На звонки в дверь никто не отвечал. Если бы хозяйка спала крепким богатырским сном, от такой трели все равно неминуемо проснулась бы. Впрочем, на любезно распахнувшуюся перед ним дверь Габузов и не рассчитывал. «Что ж, обязательную галочку поставили, теперь пойдем другим путем», — решил Сергей и позвонился в противоположную квартиру.
В ответ из-за дверной цепочки выглянула растрепанная голова старушки. Одного лишь взгляда на нее было достаточно, чтобы понять: эта старушка принадлежит к замечательной категории тех, что знают всё и обо всем.
— Самсут Матосовна Головина здесь живет? — придав голосу адвокатскую важность и официальность, пропел он.
— А то где же? И она, и мать их, и сыночек ихний. А вы что ж…
— Я из ПИБа, никого нет дома… — завертелся Габузов, уже кляня себя за необдуманный, а точнее — за плохо срежессированный поступок.

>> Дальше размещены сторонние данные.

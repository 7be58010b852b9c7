//! Tree Annotator (§4.E): turns a raw trace (as closed out by `FrameArena`)
//! into a well-formed parse tree.
//!
//! Each step is its own focused pass, run in the order the spec lists them:
//! ignored-frame collapse, range closure, gap filling, the unread-tail
//! policy, and the disjointness check.

mod closure;
mod disjoint;
mod gaps;
mod ignore;
mod unread_tail;

pub use disjoint::check_disjoint;
pub use unread_tail::apply_unread_tail;

use gdbminer_core::{Error, Interner, ParseNode};

/// Run the ignore-collapse, range-closure, and gap-filling passes, in that
/// order. The unread-tail policy and the disjointness check are run by the
/// caller (the Tracer Loop) since they need seed length and retry context
/// respectively.
pub fn annotate(
    raw: ParseNode,
    interner: &Interner,
    should_ignore: &dyn Fn(&str) -> bool,
    seed: &[u8],
) -> Result<ParseNode, Error> {
    let collapsed = ignore::collapse(raw, interner, should_ignore);
    let closed = closure::close_ranges(collapsed);
    let filled = gaps::fill_gaps(closed, seed);
    check_disjoint(&filled)?;
    Ok(filled)
}
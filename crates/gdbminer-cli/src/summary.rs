//! Per-run bookkeeping: which seeds traced successfully, which failed and
//! why (§7 "User-visible failure behavior").

use gdbminer_core::Error;

#[derive(Default)]
pub struct RunSummary {
    pub succeeded: Vec<String>,
    pub failed: Vec<(String, String)>,
}

impl RunSummary {
    pub fn new() -> Self {
        Self::default()
    }

    pub fn record_success(&mut self, seed_name: &str) {
        self.succeeded.push(seed_name.to_string());
    }

    pub fn record_failure(&mut self, seed_name: &str, err: &Error) {
        self.failed.push((seed_name.to_string(), err.to_string()));
    }

    pub fn all_failed(&self) -> bool {
        self.succeeded.is_empty() && !self.failed.is_empty()
    }

    /// Log the outcome at `INFO` (success count) and `WARN` (one line per
    /// failed seed), per §7's "logs which seeds failed and why".
    pub fn log(&self) {
        tracing::info!(
            succeeded = self.succeeded.len(),
            failed = self.failed.len(),
            "trace run complete"
        );
        for (seed, reason) in &self.failed {
            tracing::warn!(seed, reason, "seed failed to trace");
        }
    }
}
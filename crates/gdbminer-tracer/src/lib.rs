//! The Tracer: drives a `DebuggerAdapter` through one seed at a time,
//! combining the Symbol & Frame Oracle, the Watchpoint Scheduler, the
//! open-frame arena, and the Tree Annotator into a finished `Trace`.

pub mod annotator;
mod frame_arena;
mod oracle;
mod scheduler;
mod tracer;

pub use frame_arena::FrameArena;
pub use oracle::{SymbolFrameOracle, DEFAULT_IGNORE_PATTERN};
pub use scheduler::{AttributionOutcome, WatchpointScheduler};
pub use tracer::TracerLoop;
//! Call-site identity: the stable key that maps frames to grammar nonterminals.

use serde::{Deserialize, Serialize};

use crate::interner::{Interner, Symbol};

/// A stable identifier for "the same call in the grammar sense".
///
/// Two activations with an identical `CallSiteKey` contribute alternatives to
/// the same nonterminal. Interned so comparisons are O(1).
#[derive(Clone, Copy, PartialEq, Eq, Hash, Debug, Serialize, Deserialize)]
pub struct CallSiteKey(Symbol);

impl CallSiteKey {
    /// Build a key from a function symbol, optionally qualified by the
    /// caller's source location (`function@file:line`) to disambiguate the
    /// same function reached from different call sites.
    ///
    /// Whether qualification is applied is a run-wide policy decision
    /// (`Config::callsite_qualified`), not something this constructor
    /// chooses; callers pass `qualifier` as `None` when the policy is
    /// function-only.
    pub fn intern(
        interner: &mut Interner,
        function: &str,
        qualifier: Option<(&str, u32)>,
    ) -> Self {
        let key = match qualifier {
            Some((file, line)) => format!("{function}@{file}:{line}"),
            None => function.to_string(),
        };
        Self(interner.intern_owned(key))
    }

    pub fn symbol(self) -> Symbol {
        self.0
    }

    pub fn resolve<'a>(self, interner: &'a Interner) -> &'a str {
        interner.resolve(self.0)
    }
}

#[cfg(test)]
mod tests {
    use super::*;

    #[test]
    fn unqualified_keys_collapse_same_function() {
        let mut interner = Interner::new();
        let a = CallSiteKey::intern(&mut interner, "parse_expr", None);
        let b = CallSiteKey::intern(&mut interner, "parse_expr", None);
        assert_eq!(a, b);
    }

    #[test]
    fn qualified_keys_disambiguate_call_sites() {
        let mut interner = Interner::new();
        let a = CallSiteKey::intern(&mut interner, "parse_term", Some(("calc.c", 10)));
        let b = CallSiteKey::intern(&mut interner, "parse_term", Some(("calc.c", 42)));
        assert_ne!(a, b);
        assert_eq!(a.resolve(&interner), "parse_term@calc.c:10");
    }
}
//! Step 4: the unread-tail policy. If the root's range doesn't reach the end
//! of the seed, the parser stopped early; the remaining bytes are appended
//! to the root as a final literal span and the trace is flagged partial
//! rather than rejected outright.

use gdbminer_core::{ConsumedRange, OwnedSpan, ParseNode};

/// Returns the (possibly extended) root and whether the tail was unread.
pub fn apply_unread_tail(mut root: ParseNode, seed: &[u8]) -> (ParseNode, bool) {
    let n = seed.len();
    if root.range.hi >= n {
        return (root, false);
    }
    let tail = ConsumedRange::new(root.range.hi, n);
    root.owned_spans
        .push(OwnedSpan::new(tail, seed[tail.lo..tail.hi].to_vec()));
    root.range = root.range.union(&tail);
    (root, true)
}
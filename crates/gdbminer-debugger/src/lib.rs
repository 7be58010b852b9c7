//! The Debugger Adapter (spec §4.A): a uniform capability set over a native
//! debugger, with three backends (direct, memory-sandbox, on-chip) and an
//! in-memory fake for testing the layers built on top of it.

pub mod adapter;
pub mod backend;
pub mod fake;
mod mi;

pub use adapter::{DebuggerAdapter, Frame, SignalKind, StopEvent, WatchpointId, WatchpointKind};
pub use backend::{DirectBackend, MemorySandboxBackend, OnChipBackend};
pub use fake::{FakeAdapter, ScriptedStop};
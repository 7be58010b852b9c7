//! `gdbminer`: traces a parser binary's input-byte reads under a debugger
//! and mines a context-free grammar from the resulting parse trees.

mod cli;
mod commands;
mod store;
mod summary;
mod util;

use std::process::ExitCode;

use clap::Parser;

use cli::{Cli, Command};

fn main() -> ExitCode {
    let cli = Cli::parse();
    match cli.command {
        Command::Trace(args) => commands::trace::run(args),
        Command::Mine(args) => commands::mine::run(args),
        Command::Run(args) => commands::run::run(args),
    }
}
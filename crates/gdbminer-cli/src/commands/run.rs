//! `run` subcommand: trace then mine in one invocation (the common case).

use std::process::ExitCode;

use crate::cli::CommonArgs;
use crate::commands::{mine, trace};
use crate::util;

pub fn run(args: CommonArgs) -> ExitCode {
    let config = match util::load_config(&args) {
        Ok(config) => config,
        Err(err) => {
            eprintln!("{err}");
            return util::exit_code_for(&err);
        }
    };
    util::init_logging(&config, &args);

    let summary = match trace::trace_all(&config, &args) {
        Ok(summary) => summary,
        Err(err) => {
            tracing::error!(error = %err, "trace phase aborted");
            return util::exit_code_for(&err);
        }
    };
    summary.log();
    if summary.all_failed() {
        return ExitCode::from(3);
    }

    match mine::mine(&config) {
        Ok(()) => ExitCode::SUCCESS,
        Err(err) => {
            tracing::error!(error = %err, "mine phase failed");
            util::exit_code_for(&err)
        }
    }
}
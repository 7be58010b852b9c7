//! `mine` subcommand: fold every trace file in `output_directory` into a
//! grammar and write it back into the same directory.

use std::process::ExitCode;

use gdbminer_core::Error;
use gdbminer_miner::Miner;

use crate::cli::CommonArgs;
use crate::store;
use crate::util;

pub fn run(args: CommonArgs) -> ExitCode {
    let config = match util::load_config(&args) {
        Ok(config) => config,
        Err(err) => {
            eprintln!("{err}");
            return util::exit_code_for(&err);
        }
    };
    util::init_logging(&config, &args);

    match mine(&config) {
        Ok(()) => ExitCode::SUCCESS,
        Err(err) => {
            tracing::error!(error = %err, "mine run failed");
            util::exit_code_for(&err)
        }
    }
}

pub fn mine(config: &gdbminer_core::Config) -> Result<(), Error> {
    let traces = store::read_traces(&config.output_directory)?;
    let mut miner = Miner::new();
    miner.ingest_all(traces.iter());
    let grammar = miner.finish()?;
    store::write_grammar(&grammar, &config.output_directory)?;
    tracing::info!(
        nonterminals = grammar.len(),
        "wrote grammar to output directory"
    );
    Ok(())
}

#[cfg(test)]
mod tests {
    use super::*;
    use crate::cli::TraceFormat;
    use gdbminer_core::config::{BackendKind, InputChannel, LogLevel};
    use gdbminer_core::{CallSiteKey, ConsumedRange, FrameId, Interner, OwnedSpan, ParseNode, Trace};

    fn scratch_config(output_directory: std::path::PathBuf) -> gdbminer_core::Config {
        gdbminer_core::Config {
            seed_directory: output_directory.clone(),
            eval_directory: None,
            output_directory,
            binary_file: std::path::PathBuf::from("bin/calc"),
            input_channel: InputChannel::File,
            serial: None,
            gdb_path: std::path::PathBuf::from("gdb"),
            instance: BackendKind::Direct,
            on_chip: None,
            ignore_functions_regex: None,
            watchpoint_type: None,
            watchpoint_count: 4,
            timeout: 5,
            entrypoint: "parse_expr".to_string(),
            exitpoint: None,
            input_buffer: "g_input".to_string(),
            log_level: LogLevel::Info,
            number_of_seeds: None,
            original_mimid: false,
            delay_wp: false,
            precision_set_size: None,
            callsite_qualified: false,
            retry_bound: 3,
        }
    }

    fn leaf_trace(name: &str, text: &[u8]) -> Trace {
        let mut interner = Interner::new();
        let callsite = CallSiteKey::intern(&mut interner, "parse_expr", None);
        let range = ConsumedRange::new(0, text.len());
        let mut root = ParseNode::new(FrameId::new(callsite, 0, 0), range);
        root.owned_spans.push(OwnedSpan::new(range, text.to_vec()));
        Trace::new(name, &interner, root)
    }

    #[test]
    fn mine_reads_trace_files_and_writes_a_grammar() {
        let dir = tempfile::tempdir().unwrap();
        let config = scratch_config(dir.path().to_path_buf());

        store::write_trace(&leaf_trace("a", b"1"), &config.output_directory, TraceFormat::Binary)
            .unwrap();
        store::write_trace(&leaf_trace("b", b"2"), &config.output_directory, TraceFormat::Binary)
            .unwrap();

        mine(&config).unwrap();

        assert!(dir.path().join("parsing_g.json").exists());
    }
}
//! Tracer Loop (§4.D): the state machine driving one seed through the
//! debugger, turning a stream of stop events into a `Trace`.
//!
//! `LaunchInit -> AtEntry -> Running -> (AtExit | Aborted) -> Done`. Running
//! is where the bulk of the work happens: each stop is either the forward
//! progress of the watchpoint window (a read of some input byte) or an
//! instrumentation hit we've added to catch the parser writing into its own
//! input buffer.

use std::io::Write;
use std::path::Path;
use std::time::Duration;

use gdbminer_core::config::InputChannel;
use gdbminer_core::{
    ActivationCounter, CallSiteKey, Config, Error, FrameId, Interner, Seed, Trace,
};
use gdbminer_debugger::{DebuggerAdapter, Frame, StopEvent, WatchpointId, WatchpointKind};

use crate::annotator;
use crate::frame_arena::FrameArena;
use crate::oracle::SymbolFrameOracle;
use crate::scheduler::{AttributionOutcome, WatchpointScheduler};

/// Drives a single `DebuggerAdapter` across however many seeds a caller
/// (the CLI's `trace` subcommand) hands it.
pub struct TracerLoop<A: DebuggerAdapter> {
    adapter: A,
}
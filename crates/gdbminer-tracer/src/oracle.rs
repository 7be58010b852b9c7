//! Symbol & Frame Oracle (§4.B).

use gdbminer_core::Error;
use gdbminer_debugger::{DebuggerAdapter, Frame};
use regex::Regex;

/// Resolves source-level identity at a stopped program state: the current
/// function symbol, stack depth, and input-buffer base address, plus the
/// `should_ignore` predicate used to collapse dynamic-linker thunks and
/// backend helper frames.
pub struct SymbolFrameOracle {
    ignore: Regex,
    pub input_base: u64,
    pub entry_depth: u32,
}

/// Default ignore pattern: PLT/linker thunks and common debugger helper
/// symbols injected by backends (e.g. a memory-sandbox runtime's shims).
pub const DEFAULT_IGNORE_PATTERN: &str =
    r"^(_start|__libc_start_main|\.plt(\.\w+)?|_dl_\w+|__gdbminer_\w+)$";

impl SymbolFrameOracle {
    pub fn new(ignore_pattern: Option<&str>) -> Result<Self, Error> {
        let pattern = ignore_pattern.unwrap_or(DEFAULT_IGNORE_PATTERN);
        let ignore = Regex::new(pattern).map_err(|source| Error::ConfigInvalid {
            detail: format!("invalid ignore_functions_regex {pattern:?}: {source}"),
        })?;
        Ok(Self {
            ignore,
            input_base: 0,
            entry_depth: 0,
        })
    }

    pub fn should_ignore(&self, symbol: &str) -> bool {
        self.ignore.is_match(symbol)
    }

    /// Resolve `entrypoint`/`input_buffer` once at trace start, per §4.B:
    /// the base address is read once and assumed stable for the trace.
    pub fn resolve_entry<A: DebuggerAdapter>(
        &mut self,
        adapter: &mut A,
        entrypoint: &str,
        input_buffer: &str,
    ) -> Result<u64, Error> {
        let entry_addr = adapter.resolve_symbol(entrypoint)?;
        self.input_base = adapter.resolve_symbol(input_buffer)?;
        Ok(entry_addr)
    }

    /// Walk a backtrace top-down (innermost first) and return the first
    /// non-ignored frame, per §4.D's watchpoint-hit handling ("skipping
    /// ignored symbols, until reaching the first non-ignored frame").
    pub fn first_non_ignored<'a>(&self, backtrace: &'a [Frame]) -> Option<(&'a Frame, u32)> {
        backtrace
            .iter()
            .enumerate()
            .find(|(_, f)| !self.should_ignore(&f.symbol))
            .map(|(i, f)| (f, (backtrace.len() - 1 - i) as u32))
    }
}

#[cfg(test)]
mod tests {
    use super::*;

    fn frame(symbol: &str) -> Frame {
        Frame {
            symbol: symbol.to_string(),
            file: None,
            line: None,
            pc: 0,
        }
    }

    #[test]
    fn default_pattern_ignores_dynamic_linker_thunks() {
        let oracle = SymbolFrameOracle::new(None).unwrap();
        assert!(oracle.should_ignore("_start"));
        assert!(oracle.should_ignore("_dl_runtime_resolve"));
        assert!(!oracle.should_ignore("parse_expr"));
    }

    #[test]
    fn first_non_ignored_skips_from_top() {
        let oracle = SymbolFrameOracle::new(None).unwrap();
        // backtrace[0] = innermost (top), backtrace[last] = outermost
        let backtrace = vec![frame("_dl_runtime_resolve"), frame("parse_expr"), frame("main")];
        let (frame, depth) = oracle.first_non_ignored(&backtrace).unwrap();
        assert_eq!(frame.symbol, "parse_expr");
        assert_eq!(depth, 1);
    }
}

— Так давайте мне, я передам, — зашепелявила старушонка, но Сергей Эдуардович посмотрел на нее так чиновничье-грозно, что она виновато закончила: — Тогда можно и под дверь положить, там щель широкая…
— Не положено, надо расписаться лично. А вы случайно не знаете, куда все-таки подевались хозяева? Уже в который раз прихожу, — как можно правдоподобнее возмутился Габузов.
— Уехамши они. Все уехамши.
— А вы случайно не знаете, куда? На дачу, наверное? У меня очень срочное письмо, сами понимаете, в ПИБе ждать не будут, — схватился за старуху, как за соломинку, Габузов.
— Галина с внуком на Украину поехали. Они завсегда, кажный год туда ездют.
— Да это я знаю, — прокололся Габузов. — Я про Самсут Матосовну спрашиваю.
— Самсуня-то? И она уехала. Четвертый день как уехала, мил-человек.
— И куда же?
— Да по какой-то там путевке. На этот самый, на Шипр.
— Какой Шипр?! — остолбенел Габузов.
— Да обыкновенный. Остров такой есть, откуда одеколон «шипр» пошел. Самсуня, когда мне ключи оставляла… цветочки чтобы, значит, у них поливать… обещала оттуда самого что ни на есть настоящего «шипру» привезти. А то нынче в магазинах такую дрянь продают. А я давно уже очень люблю этот самый «шипр». Сколько воспоминаний! «Ах, как кружится моя голова, как голова кружится!» — фальшиво, но с чувством, пропела старуха.